Exercise description –
Please work out how many lines in the entries below include the string "tests", and reply with the number alone.

(Records shown Opens)

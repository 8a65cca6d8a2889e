//! Player-enemy collision resolution
//!
//! The combat rule of the whole game: a pounce from above kills the
//! enemy, side or below contact kills the player unless flight turns it
//! into a clutch. Slots are tested in fixed order and at most one
//! lethal outcome resolves per frame.

use super::enemy;
use super::player;
use super::state::{EnemyMode, GameState, PlayerMode};
use crate::consts::MAX_ENEMIES;

/// Outcome of one overlapping player/enemy pair
#[derive(Debug, Clone, Copy, PartialEq, Eq)]
pub enum HitOutcome {
    EnemyDown,
    PlayerDown,
    /// Non-lethal grab; both actors bounce apart
    Clutch,
}

/// Directional resolution for a pair already known to overlap
pub fn resolve_enemy_player_hit(state: &GameState, i: usize) -> HitOutcome {
    let p = &state.player;
    let e = &state.enemies[i];

    // Descending onto the enemy from above is a kill
    if p.v_vel > 0 && p.was_dest.top < e.was_dest.top {
        HitOutcome::EnemyDown
    } else if p.mode == PlayerMode::Flying {
        HitOutcome::Clutch
    } else {
        HitOutcome::PlayerDown
    }
}

pub fn check_player_enemy_collision(state: &mut GameState) {
    if state.player.mode == PlayerMode::Bones || state.player.wrapping {
        return;
    }

    for i in 0..MAX_ENEMIES {
        if !state.player.dest.intersects(&state.enemies[i].dest) {
            continue;
        }
        match state.enemies[i].mode {
            EnemyMode::Egg => collect_egg(state, i),
            EnemyMode::Flying | EnemyMode::Walking => {
                match resolve_enemy_player_hit(state, i) {
                    HitOutcome::EnemyDown => {
                        let points = state.tuning.kind(state.enemies[i].kind).kill_points;
                        enemy::kill_enemy(state, i);
                        state.add_to_score(points);
                        // Downed this frame; no further tests touch it
                    }
                    HitOutcome::PlayerDown => {
                        state.player.v_vel = -6;
                        player::kill_player(state);
                        // Only the first lethal hit resolves per frame
                        return;
                    }
                    HitOutcome::Clutch => apply_clutch(state, i),
                }
            }
            _ => {}
        }
    }
}

/// Shove the grappled pair apart; nobody dies
fn apply_clutch(state: &mut GameState, i: usize) {
    let dir = (state.player.dest.center_h() - state.enemies[i].dest.center_h()).signum();
    let dir = if dir == 0 { 1 } else { dir };

    let p = &mut state.player;
    p.clutched = true;
    p.h_vel = dir * p.h_vel.abs().max(4);

    let e = &mut state.enemies[i];
    e.h_vel = -dir * e.h_vel.abs().max(2);
    e.facing_right = e.h_vel >= 0;
}

/// Touching an egg collects it for points and ends that slot for good
fn collect_egg(state: &mut GameState, i: usize) {
    let points = state.tuning.director.egg_points;
    state.add_to_score(points);
    enemy::eliminate_enemy(state, i);
}
//! Player state machine
//!
//! One handler per mode, dispatched on the mode enum. Every frame ends
//! in `set_and_check_player_dest`, which commits the proposed rect only
//! after the ordered platform, touchdown, lava/roof, and wrap checks
//! have each had a chance to veto or clamp it.

use super::level;
use super::state::{GameState, HandMode, PlayerMode};
use super::tick::{self, FrameInput};
use crate::consts::*;

pub fn move_player(state: &mut GameState, input: &FrameInput) {
    state.player.begin_frame();
    state.player.clutched = false;

    match state.player.mode {
        PlayerMode::Idle => handle_player_idle(state, input),
        PlayerMode::Walking => handle_player_walking(state, input),
        PlayerMode::Flying => handle_player_flying(state, input),
        PlayerMode::Sinking => handle_player_sinking(state, input),
        PlayerMode::Falling => handle_player_falling(state, input),
        PlayerMode::Bones => handle_player_bones(state),
    }

    set_and_check_player_dest(state);
}

/// Flap strength, weakened while the hand holds the player
fn flap_impulse(state: &GameState) -> i32 {
    let base = state.tuning.player.flap_impulse;
    if state.hand.mode == HandMode::Clutching {
        base / 2
    } else {
        base
    }
}

/// The strip index directly under the player's feet, if any
fn ledge_underfoot(state: &GameState) -> Option<usize> {
    let p = &state.player;
    level::touch_downs(state.num_ledges)
        .iter()
        .position(|strip| {
            p.dest.bottom == strip.top
                && p.dest.center_h() >= strip.left
                && p.dest.center_h() < strip.right
        })
}

fn start_flight(state: &mut GameState) {
    let impulse = flap_impulse(state);
    let p = &mut state.player;
    p.v_vel = (p.v_vel - impulse).max(-state.tuning.player.max_v_vel);
    p.mode = PlayerMode::Flying;
    p.flapping = true;
    p.walking = false;
}

fn handle_player_idle(state: &mut GameState, input: &FrameInput) {
    if input.flap_pressed {
        start_flight(state);
        return;
    }

    let p = &mut state.player;
    p.flapping = false;
    p.walking = false;
    p.h_vel -= p.h_vel.signum();

    if input.left != input.right {
        p.mode = PlayerMode::Walking;
        p.walking = true;
        p.facing_right = input.right;
    }

    if ledge_underfoot(state).is_none() {
        state.player.mode = PlayerMode::Falling;
    }
}

fn handle_player_walking(state: &mut GameState, input: &FrameInput) {
    if input.flap_pressed {
        start_flight(state);
        return;
    }

    let tun = state.tuning.player;
    let p = &mut state.player;
    p.flapping = false;

    if input.left != input.right {
        p.facing_right = input.right;
        let accel = if input.right {
            tun.walk_accel
        } else {
            -tun.walk_accel
        };
        p.h_vel = (p.h_vel + accel).clamp(-tun.walk_speed, tun.walk_speed);
        p.frame += 1;
        p.src_num = (p.frame / 2) % 4;
    } else {
        p.h_vel -= p.h_vel.signum();
        if p.h_vel == 0 {
            p.mode = PlayerMode::Idle;
            p.walking = false;
        }
    }

    if ledge_underfoot(state).is_none() {
        let p = &mut state.player;
        p.mode = PlayerMode::Falling;
        p.walking = false;
    }
}

fn handle_player_flying(state: &mut GameState, input: &FrameInput) {
    if input.flap_pressed {
        let impulse = flap_impulse(state);
        let p = &mut state.player;
        p.v_vel -= impulse;
        p.flapping = true;
    } else {
        state.player.flapping = false;
    }

    let tun = state.tuning.player;
    let p = &mut state.player;

    if input.left != input.right {
        p.facing_right = input.right;
        let accel = if input.right {
            tun.air_accel
        } else {
            -tun.air_accel
        };
        p.h_vel = (p.h_vel + accel).clamp(-tun.max_h_vel, tun.max_h_vel);
    }

    p.v_vel = (p.v_vel + tun.gravity).clamp(-tun.max_v_vel, tun.max_v_vel);
    p.frame += 1;
    p.src_num = 4 + (p.frame / 2) % 2;

    if p.v_vel > tun.sink_threshold && !input.flap_held {
        p.mode = PlayerMode::Sinking;
        p.flapping = false;
    }
}

fn handle_player_sinking(state: &mut GameState, input: &FrameInput) {
    if input.flap_pressed {
        let impulse = flap_impulse(state);
        let p = &mut state.player;
        p.v_vel -= impulse;
        p.mode = PlayerMode::Flying;
        p.flapping = true;
        return;
    }

    let tun = state.tuning.player;
    let p = &mut state.player;
    p.v_vel = (p.v_vel + tun.gravity).min(tun.max_v_vel);

    if p.v_vel >= tun.max_v_vel && !input.flap_held {
        p.mode = PlayerMode::Falling;
    }
}

fn handle_player_falling(state: &mut GameState, input: &FrameInput) {
    if input.flap_pressed {
        let impulse = flap_impulse(state);
        let p = &mut state.player;
        p.v_vel -= impulse;
        p.mode = PlayerMode::Flying;
        p.flapping = true;
        return;
    }

    let tun = state.tuning.player;
    let p = &mut state.player;
    p.v_vel = (p.v_vel + tun.gravity).min(tun.max_v_vel);
}

fn handle_player_bones(state: &mut GameState) {
    let tun = state.tuning.player;
    let p = &mut state.player;
    p.h_vel -= p.h_vel.signum();
    p.v_vel = (p.v_vel + tun.gravity).min(tun.max_v_vel);
    p.frame += 1;
    p.src_num = 8 + (p.frame / 4) % 3;
}

/// Commit the frame's proposed rect through the ordered checks. A wrap
/// on the previous frame suppresses every check for this one.
pub fn set_and_check_player_dest(state: &mut GameState) {
    let p = &mut state.player;
    p.h += p.h_vel;
    p.v += p.v_vel;
    p.sync_dest();

    if p.wrapping {
        p.wrapping = false;
        update_wrap_rect(state);
        return;
    }

    if state.player.mode == PlayerMode::Bones {
        // The remains fall through platforms and lava but still wrap;
        // life loss runs once they clear the arena.
        check_player_wrap_around(state);
        if state.player.dest.top > ARENA_HEIGHT {
            off_a_mortal(state);
        }
        return;
    }

    check_platform_collision(state);
    check_touch_down_collision(state);
    check_lava_roof_collision(state);
    check_player_wrap_around(state);
}

/// Clamp the player to rest on a ledge's strip top
pub fn keep_player_on_platform(state: &mut GameState, ledge: usize) {
    let strip = &level::touch_downs(state.num_ledges)[ledge];
    let p = &mut state.player;
    p.v = strip.top - PLAYER_HEIGHT;
    p.v_vel = 0;
    p.mode = PlayerMode::Walking;
    p.walking = true;
    p.flapping = false;
    p.sync_dest();
}

/// Solid-body test against the platform slabs: land on top, bump the
/// head from below, bounce off the sides
fn check_platform_collision(state: &mut GameState) {
    for ledge in 0..state.num_ledges {
        let slab = level::platforms(state.num_ledges)[ledge];
        let p = &state.player;
        if !p.dest.intersects(&slab) {
            continue;
        }

        if p.was_dest.bottom <= slab.top && p.v_vel >= 0 {
            keep_player_on_platform(state, ledge);
        } else if p.was_dest.top >= slab.bottom && p.v_vel <= 0 {
            let p = &mut state.player;
            p.v = slab.bottom;
            p.v_vel = (-p.v_vel / 2).max(1);
            p.sync_dest();
        } else {
            let p = &mut state.player;
            if p.was_dest.center_h() < slab.center_h() {
                p.h = slab.left - PLAYER_WIDTH;
            } else {
                p.h = slab.right;
            }
            p.h_vel = -p.h_vel;
            p.sync_dest();
        }
    }
}

/// Precise airborne landing on a walkable strip
fn check_touch_down_collision(state: &mut GameState) {
    if !state.player.airborne() || state.player.v_vel < 0 {
        return;
    }

    for ledge in 0..state.num_ledges {
        let strip = level::touch_downs(state.num_ledges)[ledge];
        let p = &state.player;
        let crossed = p.was_dest.bottom <= strip.top && p.dest.bottom >= strip.top;
        let over = p.dest.center_h() >= strip.left && p.dest.center_h() < strip.right;
        if crossed && over {
            keep_player_on_platform(state, ledge);
            return;
        }
    }
}

/// The roof and the lava are both fatal to the player
fn check_lava_roof_collision(state: &mut GameState) {
    if state.player.mode == PlayerMode::Bones {
        return;
    }

    if state.player.dest.top <= ROOF_LINE {
        state.player.v = ROOF_LINE + 1;
        state.player.v_vel = 2;
        kill_player(state);
        return;
    }

    if state.player.dest.bottom >= LAVA_LINE {
        state.player.v_vel = -6;
        kill_player(state);
    }
}

/// Put the player into the death tumble
pub fn kill_player(state: &mut GameState) {
    let p = &mut state.player;
    p.mode = PlayerMode::Bones;
    p.flapping = false;
    p.walking = false;
    p.frame = 0;
    p.sync_dest();
    log::info!("player down at ({}, {})", p.h, p.v);
}

/// Teleport across the arena edge once the rect center crosses it, and
/// keep the opposite-edge copy current for the straddling frames
fn check_player_wrap_around(state: &mut GameState) {
    let p = &mut state.player;
    let cx = p.dest.center_h();
    if cx < 0 {
        p.h += ARENA_WIDTH;
        p.wrapping = true;
        p.sync_dest();
    } else if cx >= ARENA_WIDTH {
        p.h -= ARENA_WIDTH;
        p.wrapping = true;
        p.sync_dest();
    }
    update_wrap_rect(state);
}

fn update_wrap_rect(state: &mut GameState) {
    let p = &mut state.player;
    if p.dest.left < 0 {
        p.wrap = p.dest.offset_by(ARENA_WIDTH, 0);
    } else if p.dest.right > ARENA_WIDTH {
        p.wrap = p.dest.offset_by(-ARENA_WIDTH, 0);
    } else {
        p.wrap = p.dest;
    }
}

/// One life down. Zero lives ends the game; otherwise the player
/// returns to idle at the fixed start position.
pub fn off_a_mortal(state: &mut GameState) {
    state.lives_left = state.lives_left.saturating_sub(1);
    if state.lives_left == 0 {
        tick::end_game(state);
    } else {
        log::info!("{} lives left", state.lives_left);
        reset_player(state);
    }
}

/// Fresh player at the start pad; also releases the hand
pub fn reset_player(state: &mut GameState) {
    state.player = super::state::Player::at_start();
    state.hand = super::state::Hand::default();
}

#[cfg(test)]
mod tests {
    use super::*;
    use crate::sim::state::{GamePhase, PlayerMode};
    use crate::sim::tick::new_game;

    fn playing_state() -> GameState {
        let mut state = GameState::new(11);
        new_game(&mut state);
        state.events.clear();
        state
    }

    fn no_input() -> FrameInput {
        FrameInput::default()
    }

    #[test]
    fn test_platform_landing_scenario() {
        let mut state = playing_state();
        let strip = level::TOUCH_DOWN_RECTS[2];

        // Falling at +12 with the strip top 4 below the player's feet
        let p = &mut state.player;
        p.mode = PlayerMode::Falling;
        p.h = strip.center_h() - PLAYER_WIDTH / 2;
        p.v = strip.top - 4 - PLAYER_HEIGHT;
        p.v_vel = 12;
        p.h_vel = 0;
        p.sync_dest();

        move_player(&mut state, &no_input());

        let p = &state.player;
        assert_eq!(p.dest.bottom, strip.top);
        assert_eq!(p.v_vel, 0);
        assert_eq!(p.mode, PlayerMode::Walking);
    }

    #[test]
    fn test_walking_off_the_strip_edge_falls() {
        let mut state = playing_state();
        let strip = level::TOUCH_DOWN_RECTS[5];

        let p = &mut state.player;
        p.mode = PlayerMode::Walking;
        p.walking = true;
        p.h = strip.right - PLAYER_WIDTH / 2 - 1;
        p.v = strip.top - PLAYER_HEIGHT;
        p.h_vel = state.tuning.player.walk_speed;
        p.sync_dest();

        let input = FrameInput {
            right: true,
            ..Default::default()
        };
        for _ in 0..4 {
            move_player(&mut state, &input);
            if state.player.mode == PlayerMode::Falling {
                return;
            }
        }
        panic!("never left the ledge");
    }

    #[test]
    fn test_flap_from_idle_lifts_off() {
        let mut state = playing_state();
        let input = FrameInput {
            flap_held: true,
            flap_pressed: true,
            ..Default::default()
        };
        move_player(&mut state, &input);
        assert_eq!(state.player.mode, PlayerMode::Flying);
        assert!(state.player.v_vel < 0);
        assert!(state.player.flapping);
    }

    #[test]
    fn test_unrenewed_flight_sinks_then_falls() {
        let mut state = playing_state();
        let p = &mut state.player;
        p.mode = PlayerMode::Flying;
        p.h = 300;
        p.v = 60;
        p.v_vel = state.tuning.player.sink_threshold;
        p.sync_dest();

        move_player(&mut state, &no_input());
        assert_eq!(state.player.mode, PlayerMode::Sinking);

        for _ in 0..20 {
            if state.player.mode != PlayerMode::Sinking {
                break;
            }
            move_player(&mut state, &no_input());
        }
        assert_eq!(state.player.mode, PlayerMode::Falling);
    }

    #[test]
    fn test_roof_contact_is_fatal() {
        let mut state = playing_state();
        let p = &mut state.player;
        p.mode = PlayerMode::Flying;
        p.h = 300;
        p.v = ROOF_LINE + 3;
        p.v_vel = -10;
        p.sync_dest();

        let input = FrameInput {
            flap_held: true,
            ..Default::default()
        };
        move_player(&mut state, &input);
        assert_eq!(state.player.mode, PlayerMode::Bones);
    }

    #[test]
    fn test_lava_contact_is_fatal() {
        let mut state = playing_state();
        let p = &mut state.player;
        p.mode = PlayerMode::Falling;
        p.h = 300;
        p.v = LAVA_LINE - PLAYER_HEIGHT - 2;
        p.v_vel = 12;
        p.sync_dest();

        move_player(&mut state, &no_input());
        assert_eq!(state.player.mode, PlayerMode::Bones);
    }

    #[test]
    fn test_wrap_teleports_and_suppresses_one_frame() {
        let mut state = playing_state();
        let p = &mut state.player;
        p.mode = PlayerMode::Flying;
        p.h = -PLAYER_WIDTH / 2 - 2;
        p.v = 100;
        p.h_vel = -4;
        p.v_vel = 0;
        p.sync_dest();

        let input = FrameInput {
            flap_held: true,
            ..Default::default()
        };
        move_player(&mut state, &input);

        let p = &state.player;
        assert!(p.wrapping);
        assert!(p.dest.center_h() >= 0 && p.dest.center_h() < ARENA_WIDTH);

        // The suppressed frame clears the flag without running checks
        move_player(&mut state, &input);
        assert!(!state.player.wrapping);
    }

    #[test]
    fn test_off_a_mortal_respawns_with_lives_remaining() {
        let mut state = playing_state();
        assert_eq!(state.lives_left, 3);
        kill_player(&mut state);
        off_a_mortal(&mut state);
        assert_eq!(state.lives_left, 2);
        assert_eq!(state.player.mode, PlayerMode::Idle);
        assert_eq!(state.player.h, PLAYER_START_H);
        assert_eq!(state.phase, GamePhase::Playing);
    }
}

(Records shown Closes)

Output of the exercise –
2